Car une audience à la Cour suprême américaine n’est pas une série de longues plaidoiries. Les procureurs plaident très brièvement et ensuite répondent aux questions bombardées par les juges. On voit tout de suite ce qui accroche dans l’esprit de chaque juge.
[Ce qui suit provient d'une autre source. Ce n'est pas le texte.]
//! Observability for Open Notebook: tracing subscriber setup with optional
//! OpenTelemetry span export.

pub mod tracing_setup;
ILLUSTRATION DANA VERKOUTEREN, ASSOCIATED PRESS
Les neuf juges de la Cour suprême qui doivent se prononcer sur les droits de douane : Amy Coney Barrett, Neil Gorsuch, Sonia Sotomayor, Clarence Thomas, le président John Roberts, Samuel Alito, Elena Kagan, Brett Kavanaugh et Ketanji Brown Jackson
Or, ce qui accroche, c’est que les droits de douane sont des taxes. Or, selon la Constitution, seul le Congrès peut lever des taxes. L’administration Trump plaide une loi de 1977 donnant des pouvoirs d’urgence au président pour répondre à « une menace inhabituelle et extraordinaire », à la sécurité nationale, la politique étrangère ou l’économie.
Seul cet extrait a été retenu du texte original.